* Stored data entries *
= Beginning of Section =

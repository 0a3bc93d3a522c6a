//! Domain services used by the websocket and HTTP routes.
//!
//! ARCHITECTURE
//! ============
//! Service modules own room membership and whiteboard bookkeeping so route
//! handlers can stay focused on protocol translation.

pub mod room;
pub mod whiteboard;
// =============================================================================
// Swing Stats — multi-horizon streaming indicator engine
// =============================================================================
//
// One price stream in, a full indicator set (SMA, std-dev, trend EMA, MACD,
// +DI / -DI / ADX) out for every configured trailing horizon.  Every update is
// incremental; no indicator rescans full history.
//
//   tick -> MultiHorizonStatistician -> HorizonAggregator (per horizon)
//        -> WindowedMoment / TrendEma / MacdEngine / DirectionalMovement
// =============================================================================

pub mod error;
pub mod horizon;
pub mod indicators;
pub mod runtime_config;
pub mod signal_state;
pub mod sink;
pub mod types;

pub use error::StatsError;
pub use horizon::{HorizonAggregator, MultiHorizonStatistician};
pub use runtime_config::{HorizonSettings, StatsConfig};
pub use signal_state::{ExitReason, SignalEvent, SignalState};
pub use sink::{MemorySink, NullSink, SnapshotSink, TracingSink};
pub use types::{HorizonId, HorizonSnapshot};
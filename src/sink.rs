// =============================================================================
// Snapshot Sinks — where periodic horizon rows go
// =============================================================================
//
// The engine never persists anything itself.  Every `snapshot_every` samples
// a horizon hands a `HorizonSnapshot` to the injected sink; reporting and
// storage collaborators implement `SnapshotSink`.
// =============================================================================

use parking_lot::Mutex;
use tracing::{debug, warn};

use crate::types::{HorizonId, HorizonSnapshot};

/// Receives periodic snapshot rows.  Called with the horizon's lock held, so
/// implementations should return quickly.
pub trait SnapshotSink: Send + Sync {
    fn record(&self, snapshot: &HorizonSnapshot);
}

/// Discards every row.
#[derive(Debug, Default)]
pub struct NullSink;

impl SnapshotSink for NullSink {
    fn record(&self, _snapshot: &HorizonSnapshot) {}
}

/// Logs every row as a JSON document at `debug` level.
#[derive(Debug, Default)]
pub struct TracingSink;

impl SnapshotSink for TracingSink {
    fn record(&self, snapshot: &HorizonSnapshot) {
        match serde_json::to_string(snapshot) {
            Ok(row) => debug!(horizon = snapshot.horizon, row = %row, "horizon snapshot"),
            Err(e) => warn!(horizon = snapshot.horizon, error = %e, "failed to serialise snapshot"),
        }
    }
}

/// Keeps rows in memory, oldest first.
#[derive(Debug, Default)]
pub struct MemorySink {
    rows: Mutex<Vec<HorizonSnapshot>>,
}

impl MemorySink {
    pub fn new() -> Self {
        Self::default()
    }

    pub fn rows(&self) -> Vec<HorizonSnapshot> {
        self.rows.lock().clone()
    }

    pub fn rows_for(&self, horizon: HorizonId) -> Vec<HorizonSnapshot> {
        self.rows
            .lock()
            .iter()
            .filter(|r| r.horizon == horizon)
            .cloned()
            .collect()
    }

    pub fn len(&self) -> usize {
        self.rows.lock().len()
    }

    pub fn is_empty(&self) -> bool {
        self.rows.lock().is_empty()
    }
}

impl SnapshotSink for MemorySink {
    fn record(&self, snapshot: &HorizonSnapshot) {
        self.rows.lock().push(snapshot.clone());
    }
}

= End of Section =

* TASK DETAILS *
Using the records above, find and show each line with the string "whiteboard".

* SOLUTION BELOW *
//! Service modules own room membership and whiteboard bookkeeping so route
pub mod whiteboard;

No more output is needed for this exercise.